Epidermolysis bullosa, bulloa, or bullous refers to a set of rare, potentially inherited diseases characterized by extremely fragile skin in which blisters, ulcers, sores and wounds easily form in response to minor trauma, such as the most minimal friction or bump. Epidermolysis bullosa shares similarities with other skin conditions, such as dermatitis and psoriasis, which are known to improve with cannabis.
One of the almost universal symptoms of epidermolysis bullosa, which cannabis can help to improve, is chronic pain due to blistered skin and wounds (in addition to later complications, such as loss, deformity, or fusion of the fingers of hands or feet). Several patient reports available on the internet attest to the efficacy of cannabis in treating pain related to epidermolysis bullosa, and EB pain is listed by numerous doctors and dispensaries in the list of diseases that can be treated with cannabis.
Pruritus (itching) is another almost universal symptom of EB. Cannabis and certain synthetic cannabinoid analogs can act as antipruritics in epidermolysis bullosa and other related disorders.

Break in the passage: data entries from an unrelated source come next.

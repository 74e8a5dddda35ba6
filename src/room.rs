//! Room struct definition
//!
//! Represents a persistent 1:1 chat room: two fixed participants,
//! an append-only message log and a one-way active flag.

use chrono::{DateTime, Utc};
use serde::Serialize;

use crate::error::ChatError;
use crate::types::{RoomId, UserId};

/// A message in a room's log
#[derive(Debug, Clone, PartialEq, Eq, Serialize)]
pub struct Message {
    pub sender: UserId,
    pub content: String,
    pub timestamp: DateTime<Utc>,
}

/// Unordered participant pair, stored sorted
///
/// Used as the key of the active-room index so that {A, B} and {B, A}
/// resolve to the same entry.
#[derive(Debug, Clone, Copy, PartialEq, Eq, Hash)]
pub struct PairKey(UserId, UserId);

impl PairKey {
    pub fn new(a: UserId, b: UserId) -> Self {
        if a <= b {
            Self(a, b)
        } else {
            Self(b, a)
        }
    }
}

/// 1:1 Chat Room
///
/// Participants are fixed at creation. The room changes only through
/// `append` and `end`; nothing is ever removed.
#[derive(Debug, Clone, Serialize)]
pub struct Room {
    pub id: RoomId,
    pub participants: [UserId; 2],
    pub messages: Vec<Message>,
    pub is_active: bool,
    pub created_at: DateTime<Utc>,
    pub last_activity: DateTime<Utc>,
}

impl Room {
    /// Create a new active room with an empty log
    pub fn new(id: RoomId, participants: [UserId; 2]) -> Result<Self, ChatError> {
        if participants[0] == participants[1] {
            return Err(ChatError::InvalidParticipants);
        }
        let now = Utc::now();
        Ok(Self {
            id,
            participants,
            messages: Vec::new(),
            is_active: true,
            created_at: now,
            last_activity: now,
        })
    }

    /// Check if a user is one of the two participants
    pub fn contains(&self, user_id: UserId) -> bool {
        self.participants.contains(&user_id)
    }

    /// Get the other participant for a given user
    ///
    /// Returns None if the user is not in the room.
    pub fn partner_of(&self, user_id: UserId) -> Option<UserId> {
        match self.participants {
            [a, b] if a == user_id => Some(b),
            [a, b] if b == user_id => Some(a),
            _ => None,
        }
    }

    pub fn pair_key(&self) -> PairKey {
        PairKey::new(self.participants[0], self.participants[1])
    }

    /// Append a message to the log
    ///
    /// Rejects senders outside the room and any append after the room ended.
    pub fn append(
        &mut self,
        sender: UserId,
        content: String,
        timestamp: DateTime<Utc>,
    ) -> Result<Message, ChatError> {
        if !self.contains(sender) {
            return Err(ChatError::Unauthorized);
        }
        if !self.is_active {
            return Err(ChatError::RoomEnded);
        }
        let message = Message {
            sender,
            content,
            timestamp,
        };
        self.messages.push(message.clone());
        // Stamps are taken before the store lock, so they can arrive out of order
        self.last_activity = self.last_activity.max(timestamp);
        Ok(message)
    }

    /// Mark the room as ended
    ///
    /// Returns the previous value of the active flag.
    pub fn end(&mut self) -> bool {
        std::mem::replace(&mut self.is_active, false)
    }
}

/// A participant with their resolved display name
#[derive(Debug, Clone, PartialEq, Eq, Serialize)]
pub struct Participant {
    pub id: UserId,
    pub display_name: String,
}

/// Room list entry
#[derive(Debug, Clone, Serialize)]
pub struct RoomSummary {
    pub id: RoomId,
    pub participants: Vec<Participant>,
    pub is_active: bool,
    pub created_at: DateTime<Utc>,
    pub last_activity: DateTime<Utc>,
    pub message_count: usize,
    pub last_message: Option<Message>,
}

impl RoomSummary {
    pub fn new(room: &Room, participants: Vec<Participant>) -> Self {
        Self {
            id: room.id,
            participants,
            is_active: room.is_active,
            created_at: room.created_at,
            last_activity: room.last_activity,
            message_count: room.messages.len(),
            last_message: room.messages.last().cloned(),
        }
    }
}

/// Full room with history, as returned by `get_room`
#[derive(Debug, Clone, Serialize)]
pub struct RoomView {
    pub id: RoomId,
    pub participants: Vec<Participant>,
    pub messages: Vec<Message>,
    pub is_active: bool,
    pub created_at: DateTime<Utc>,
    pub last_activity: DateTime<Utc>,
}

impl RoomView {
    pub fn new(room: Room, participants: Vec<Participant>) -> Self {
        Self {
            id: room.id,
            participants,
            messages: room.messages,
            is_active: room.is_active,
            created_at: room.created_at,
            last_activity: room.last_activity,
        }
    }
}
//! Shared application state handed to every connection

use std::sync::Arc;

use crate::config::ChatLimits;
use crate::hub::{HubActor, SessionHub};
use crate::identity::IdentityProvider;
use crate::lifecycle::RoomLifecycle;
use crate::matcher::Matcher;
use crate::store::RoomStore;

#[derive(Clone)]
pub struct AppState {
    pub identity: Arc<dyn IdentityProvider>,
    pub matcher: Arc<Matcher>,
    pub lifecycle: Arc<RoomLifecycle>,
    pub hub: SessionHub,
}

impl AppState {
    /// Wire the services around one identity provider and one store
    ///
    /// The returned actor must be spawned before connections are served.
    pub fn new(
        identity: Arc<dyn IdentityProvider>,
        store: Arc<dyn RoomStore>,
        limits: &ChatLimits,
    ) -> (Self, HubActor) {
        let matcher = Matcher::new(identity.clone(), store.clone(), limits.candidate_pool_size);
        let lifecycle = RoomLifecycle::new(identity.clone(), store.clone(), limits.page_size);
        let (hub, actor) = SessionHub::new(store, limits.max_message_len, limits.channel_buffer);

        let state = Self {
            identity,
            matcher: Arc::new(matcher),
            lifecycle: Arc::new(lifecycle),
            hub,
        };
        (state, actor)
    }
}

In 2005, it was shown that CB1 and CB2 receptors are present on sensory nerve fibers and adjoining structures (appendages such as hair follicles and sebaceous glands) of the skin, and that they play an important role in the management of both itch and skin. the inflammation.
Inflammatory immune responses are believed to be the cause of blistering in many cases of EB. Cannabis has been shown to be effective against skin inflammation in numerous related conditions, and there are many anecdotal reports demonstrating its effectiveness that can be found online. Currently, the presence of dermal cannabinoid receptors is believed to be essential for the regulation of various immune responses, including the regulation of oxidative stress and programmed cell death, as well as itching and inflammation.
The mechanism through which cannabis exerts its anti-inflammatory effects is complex and not fully understood. Both THC and CBD are believed to have anti-inflammatory properties, and while cannabinoid receptors play a role, other mechanisms independent of CB receptors play a role as well.
A common complication of epidermolysis bullosa is infection due to exposure of injured skin to pathogens present in the natural environment. There is abundant evidence that cannabis indicates that it can exert a significant antibacterial effect in vitro and in vivo against a number of common bacteria and in the treatment of several important diseases.
Cannabis-based drugs have been used as antimicrobials since ancient times. In the late 19th and early 20th centuries, modern researchers began to document the popular and traditional applications of cannabis, and in many cases, they proved its veracity with new empirical methods. In 1960, relevant work was published demonstrating the ability of cannabis extractions to kill various species of staphylococci and streptococci. Since then, other work has revealed that cannabis can also kill pseudomonas and candida bacteria.
Some forms of epidermolysis bullosa significantly increase the risk of skin cancer in affected individuals, specifically a rare form of cancer known as squamous cell carcinoma (SCC). Again, there is no specific research on the potential of cannabinoids for the related treatment of EB related to squamous cell carcinoma, but there are several case reports of people suffering from SCC who have successfully treated their disease. with high doses of cannabis oil.
Nonetheless, CBD research supports the therapeutic benefits of CBD products. These products can be safely used to support a healthy lifestyle, without the psychoactive effects of THC.